[Aim of the task]
Gather up every line from the entries below that uses the word "DialogueRound".

[Dataset records — start]

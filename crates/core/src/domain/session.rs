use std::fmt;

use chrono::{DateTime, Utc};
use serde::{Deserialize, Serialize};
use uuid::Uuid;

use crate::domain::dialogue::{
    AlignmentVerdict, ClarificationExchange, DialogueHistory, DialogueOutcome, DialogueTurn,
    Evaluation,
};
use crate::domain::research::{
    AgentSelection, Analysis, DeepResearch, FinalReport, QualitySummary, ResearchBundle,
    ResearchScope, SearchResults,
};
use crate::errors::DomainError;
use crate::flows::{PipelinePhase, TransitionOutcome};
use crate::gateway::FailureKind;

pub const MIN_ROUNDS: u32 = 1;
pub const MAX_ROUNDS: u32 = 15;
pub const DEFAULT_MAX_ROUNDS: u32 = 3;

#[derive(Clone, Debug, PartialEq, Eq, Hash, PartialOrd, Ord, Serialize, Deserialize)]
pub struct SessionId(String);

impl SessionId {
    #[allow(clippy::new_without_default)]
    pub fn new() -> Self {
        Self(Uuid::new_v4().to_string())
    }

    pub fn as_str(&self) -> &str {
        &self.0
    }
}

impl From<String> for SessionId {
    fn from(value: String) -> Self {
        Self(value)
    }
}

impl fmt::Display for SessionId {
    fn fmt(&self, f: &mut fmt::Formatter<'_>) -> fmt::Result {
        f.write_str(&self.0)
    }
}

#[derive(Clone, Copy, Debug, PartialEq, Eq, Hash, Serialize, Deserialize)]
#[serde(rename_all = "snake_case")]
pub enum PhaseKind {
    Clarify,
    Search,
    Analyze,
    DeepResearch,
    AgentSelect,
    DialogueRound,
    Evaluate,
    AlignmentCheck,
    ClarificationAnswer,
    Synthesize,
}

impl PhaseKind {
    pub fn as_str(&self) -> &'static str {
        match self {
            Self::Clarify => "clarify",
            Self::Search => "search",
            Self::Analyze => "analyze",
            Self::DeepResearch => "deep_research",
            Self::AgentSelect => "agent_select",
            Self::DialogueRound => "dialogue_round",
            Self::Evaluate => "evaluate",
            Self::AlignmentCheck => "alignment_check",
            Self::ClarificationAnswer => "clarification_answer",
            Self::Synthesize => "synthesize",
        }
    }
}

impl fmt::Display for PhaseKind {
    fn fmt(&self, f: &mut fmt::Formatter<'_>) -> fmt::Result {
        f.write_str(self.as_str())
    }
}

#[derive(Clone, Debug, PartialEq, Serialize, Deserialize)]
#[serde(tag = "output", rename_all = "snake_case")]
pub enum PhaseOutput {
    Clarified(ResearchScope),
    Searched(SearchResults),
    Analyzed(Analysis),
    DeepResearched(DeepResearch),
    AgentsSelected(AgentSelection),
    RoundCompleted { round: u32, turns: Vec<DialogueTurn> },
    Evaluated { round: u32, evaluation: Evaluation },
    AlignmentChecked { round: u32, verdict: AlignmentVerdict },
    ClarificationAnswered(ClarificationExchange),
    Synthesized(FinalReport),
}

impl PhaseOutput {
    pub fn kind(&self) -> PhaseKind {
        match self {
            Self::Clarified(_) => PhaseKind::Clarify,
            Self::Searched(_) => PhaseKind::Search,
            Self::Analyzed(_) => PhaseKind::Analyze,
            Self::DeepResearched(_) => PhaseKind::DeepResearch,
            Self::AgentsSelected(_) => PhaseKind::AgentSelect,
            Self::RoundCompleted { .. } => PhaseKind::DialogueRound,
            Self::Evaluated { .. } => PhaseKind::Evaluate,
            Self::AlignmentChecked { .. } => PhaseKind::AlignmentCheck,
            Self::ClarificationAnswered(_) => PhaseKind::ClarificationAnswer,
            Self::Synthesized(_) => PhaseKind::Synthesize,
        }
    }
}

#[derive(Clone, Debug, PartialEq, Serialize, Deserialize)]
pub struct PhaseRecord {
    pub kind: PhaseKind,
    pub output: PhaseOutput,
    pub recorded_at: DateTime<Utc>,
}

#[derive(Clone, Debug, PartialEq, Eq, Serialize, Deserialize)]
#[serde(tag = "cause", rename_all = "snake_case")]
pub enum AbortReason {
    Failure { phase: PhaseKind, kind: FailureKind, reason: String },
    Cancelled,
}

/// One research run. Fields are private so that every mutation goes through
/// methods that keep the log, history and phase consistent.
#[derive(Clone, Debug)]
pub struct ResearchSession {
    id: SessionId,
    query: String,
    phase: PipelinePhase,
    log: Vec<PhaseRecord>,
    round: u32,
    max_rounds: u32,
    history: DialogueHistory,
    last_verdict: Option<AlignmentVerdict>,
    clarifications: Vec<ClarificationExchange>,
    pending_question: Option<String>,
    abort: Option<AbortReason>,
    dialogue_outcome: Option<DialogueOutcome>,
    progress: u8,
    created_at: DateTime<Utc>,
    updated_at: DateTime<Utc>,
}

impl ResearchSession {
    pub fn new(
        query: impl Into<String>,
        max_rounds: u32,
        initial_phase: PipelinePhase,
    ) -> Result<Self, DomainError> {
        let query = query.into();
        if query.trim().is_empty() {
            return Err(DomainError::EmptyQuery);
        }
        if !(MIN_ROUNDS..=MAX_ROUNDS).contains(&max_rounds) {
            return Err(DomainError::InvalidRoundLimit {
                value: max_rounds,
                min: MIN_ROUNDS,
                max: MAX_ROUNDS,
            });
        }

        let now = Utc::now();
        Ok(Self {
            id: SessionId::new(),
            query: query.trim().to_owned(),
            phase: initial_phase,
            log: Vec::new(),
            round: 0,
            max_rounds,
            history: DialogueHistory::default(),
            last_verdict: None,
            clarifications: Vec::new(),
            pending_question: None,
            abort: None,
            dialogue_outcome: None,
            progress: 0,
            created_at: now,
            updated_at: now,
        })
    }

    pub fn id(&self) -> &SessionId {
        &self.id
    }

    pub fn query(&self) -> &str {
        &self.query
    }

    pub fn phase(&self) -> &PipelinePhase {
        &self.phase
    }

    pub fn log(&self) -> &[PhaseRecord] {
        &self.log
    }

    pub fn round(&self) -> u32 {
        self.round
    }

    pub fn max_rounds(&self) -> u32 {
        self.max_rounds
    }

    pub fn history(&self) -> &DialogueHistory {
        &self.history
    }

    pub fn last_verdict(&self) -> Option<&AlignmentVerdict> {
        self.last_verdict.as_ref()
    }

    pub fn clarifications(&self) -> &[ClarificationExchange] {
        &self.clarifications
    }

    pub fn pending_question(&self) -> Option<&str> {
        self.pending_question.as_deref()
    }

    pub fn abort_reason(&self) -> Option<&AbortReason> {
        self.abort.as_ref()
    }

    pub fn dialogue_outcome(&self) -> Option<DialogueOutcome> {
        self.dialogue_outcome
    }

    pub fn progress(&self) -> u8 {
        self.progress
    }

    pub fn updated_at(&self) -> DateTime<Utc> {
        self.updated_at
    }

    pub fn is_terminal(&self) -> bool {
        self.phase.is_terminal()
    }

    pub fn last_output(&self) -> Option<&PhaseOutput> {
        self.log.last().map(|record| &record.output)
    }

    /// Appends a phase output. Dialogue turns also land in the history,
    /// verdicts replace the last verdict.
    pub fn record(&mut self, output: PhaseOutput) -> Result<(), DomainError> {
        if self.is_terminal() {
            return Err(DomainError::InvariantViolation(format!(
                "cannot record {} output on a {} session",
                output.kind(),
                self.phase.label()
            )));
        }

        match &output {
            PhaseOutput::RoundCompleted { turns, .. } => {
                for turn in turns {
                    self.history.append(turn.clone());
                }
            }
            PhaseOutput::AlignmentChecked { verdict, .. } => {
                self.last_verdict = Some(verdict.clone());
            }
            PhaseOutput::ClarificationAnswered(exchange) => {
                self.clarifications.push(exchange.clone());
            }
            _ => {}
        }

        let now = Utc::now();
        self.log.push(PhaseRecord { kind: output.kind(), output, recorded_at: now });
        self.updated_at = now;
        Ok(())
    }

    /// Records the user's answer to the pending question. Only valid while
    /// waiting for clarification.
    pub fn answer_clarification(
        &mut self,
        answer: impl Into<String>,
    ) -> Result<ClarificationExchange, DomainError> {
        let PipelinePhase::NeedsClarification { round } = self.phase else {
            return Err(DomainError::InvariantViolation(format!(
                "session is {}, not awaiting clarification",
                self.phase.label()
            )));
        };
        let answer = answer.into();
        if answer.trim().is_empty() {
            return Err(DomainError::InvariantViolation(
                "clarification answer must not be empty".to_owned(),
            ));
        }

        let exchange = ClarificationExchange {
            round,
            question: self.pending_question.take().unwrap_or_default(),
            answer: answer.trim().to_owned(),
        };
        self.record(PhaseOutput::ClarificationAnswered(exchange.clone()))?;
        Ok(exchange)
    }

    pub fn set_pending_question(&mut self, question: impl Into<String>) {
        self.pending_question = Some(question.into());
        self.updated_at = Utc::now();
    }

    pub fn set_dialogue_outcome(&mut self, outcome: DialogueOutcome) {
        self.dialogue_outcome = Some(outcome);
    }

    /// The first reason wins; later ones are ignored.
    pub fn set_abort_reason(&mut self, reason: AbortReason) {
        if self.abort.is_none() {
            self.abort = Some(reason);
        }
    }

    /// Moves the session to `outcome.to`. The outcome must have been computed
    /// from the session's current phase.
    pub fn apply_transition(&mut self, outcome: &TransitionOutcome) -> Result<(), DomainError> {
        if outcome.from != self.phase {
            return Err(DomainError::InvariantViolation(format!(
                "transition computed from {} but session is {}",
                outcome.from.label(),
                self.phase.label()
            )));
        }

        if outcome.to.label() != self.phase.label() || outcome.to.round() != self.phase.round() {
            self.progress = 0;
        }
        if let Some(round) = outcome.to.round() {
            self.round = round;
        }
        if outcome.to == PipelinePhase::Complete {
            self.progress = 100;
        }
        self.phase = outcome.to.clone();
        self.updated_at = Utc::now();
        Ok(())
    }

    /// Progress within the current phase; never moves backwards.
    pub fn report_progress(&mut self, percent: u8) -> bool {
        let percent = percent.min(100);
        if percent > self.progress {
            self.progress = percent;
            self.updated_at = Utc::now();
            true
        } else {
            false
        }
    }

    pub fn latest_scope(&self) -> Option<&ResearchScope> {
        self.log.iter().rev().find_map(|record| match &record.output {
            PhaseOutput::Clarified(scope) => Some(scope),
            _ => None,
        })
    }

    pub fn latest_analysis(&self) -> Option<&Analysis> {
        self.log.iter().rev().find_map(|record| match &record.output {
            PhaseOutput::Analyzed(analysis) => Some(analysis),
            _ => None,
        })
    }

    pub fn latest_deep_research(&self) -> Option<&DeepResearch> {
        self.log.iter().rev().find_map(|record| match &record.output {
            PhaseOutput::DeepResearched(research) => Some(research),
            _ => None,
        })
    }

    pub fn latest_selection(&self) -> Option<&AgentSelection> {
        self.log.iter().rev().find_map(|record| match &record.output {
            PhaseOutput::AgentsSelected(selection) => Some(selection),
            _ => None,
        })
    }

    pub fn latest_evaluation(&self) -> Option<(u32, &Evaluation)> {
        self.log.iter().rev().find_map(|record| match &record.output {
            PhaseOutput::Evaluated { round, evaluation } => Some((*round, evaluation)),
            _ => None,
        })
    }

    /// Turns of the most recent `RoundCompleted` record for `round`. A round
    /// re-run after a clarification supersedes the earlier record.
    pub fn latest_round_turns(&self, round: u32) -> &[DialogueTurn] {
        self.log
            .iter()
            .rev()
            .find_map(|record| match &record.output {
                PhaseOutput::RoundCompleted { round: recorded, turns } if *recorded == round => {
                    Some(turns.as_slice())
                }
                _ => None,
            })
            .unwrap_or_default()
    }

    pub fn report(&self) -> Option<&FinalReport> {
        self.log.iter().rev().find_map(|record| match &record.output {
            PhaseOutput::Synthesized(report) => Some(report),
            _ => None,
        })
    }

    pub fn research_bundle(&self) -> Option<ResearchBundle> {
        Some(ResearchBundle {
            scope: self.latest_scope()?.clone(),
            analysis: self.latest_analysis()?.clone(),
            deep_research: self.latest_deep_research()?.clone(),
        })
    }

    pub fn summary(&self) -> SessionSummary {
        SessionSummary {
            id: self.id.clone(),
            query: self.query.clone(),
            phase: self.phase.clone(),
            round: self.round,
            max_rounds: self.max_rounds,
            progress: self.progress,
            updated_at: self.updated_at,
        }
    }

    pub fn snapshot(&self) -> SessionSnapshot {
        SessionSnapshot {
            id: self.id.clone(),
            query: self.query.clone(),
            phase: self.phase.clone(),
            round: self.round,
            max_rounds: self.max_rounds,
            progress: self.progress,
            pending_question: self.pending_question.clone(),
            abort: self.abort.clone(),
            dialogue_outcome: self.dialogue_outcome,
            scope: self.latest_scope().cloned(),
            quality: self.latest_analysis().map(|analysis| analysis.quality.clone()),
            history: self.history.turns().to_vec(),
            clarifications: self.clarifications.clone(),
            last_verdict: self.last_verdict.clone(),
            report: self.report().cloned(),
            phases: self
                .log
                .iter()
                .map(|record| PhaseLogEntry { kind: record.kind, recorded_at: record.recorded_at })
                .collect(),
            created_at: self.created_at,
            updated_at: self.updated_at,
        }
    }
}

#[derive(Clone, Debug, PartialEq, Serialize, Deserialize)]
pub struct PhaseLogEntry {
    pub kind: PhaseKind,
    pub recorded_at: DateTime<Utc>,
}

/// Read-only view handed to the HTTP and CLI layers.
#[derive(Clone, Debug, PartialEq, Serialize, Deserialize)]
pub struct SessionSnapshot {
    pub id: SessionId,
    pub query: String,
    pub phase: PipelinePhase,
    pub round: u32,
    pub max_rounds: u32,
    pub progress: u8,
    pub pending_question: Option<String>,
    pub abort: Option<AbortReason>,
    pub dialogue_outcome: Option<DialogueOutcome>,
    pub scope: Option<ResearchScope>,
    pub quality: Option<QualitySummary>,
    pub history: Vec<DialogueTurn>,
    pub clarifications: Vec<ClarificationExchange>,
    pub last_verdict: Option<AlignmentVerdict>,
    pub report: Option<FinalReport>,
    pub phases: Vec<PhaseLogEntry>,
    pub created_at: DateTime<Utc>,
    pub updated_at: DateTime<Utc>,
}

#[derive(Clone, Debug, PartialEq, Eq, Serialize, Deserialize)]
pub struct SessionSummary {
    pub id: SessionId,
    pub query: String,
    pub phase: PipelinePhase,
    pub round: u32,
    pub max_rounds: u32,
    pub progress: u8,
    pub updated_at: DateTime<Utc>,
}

[Dataset records — finish]

[Solution for this task]
    DialogueRound,
            Self::DialogueRound => "dialogue_round",
            Self::RoundCompleted { .. } => PhaseKind::DialogueRound,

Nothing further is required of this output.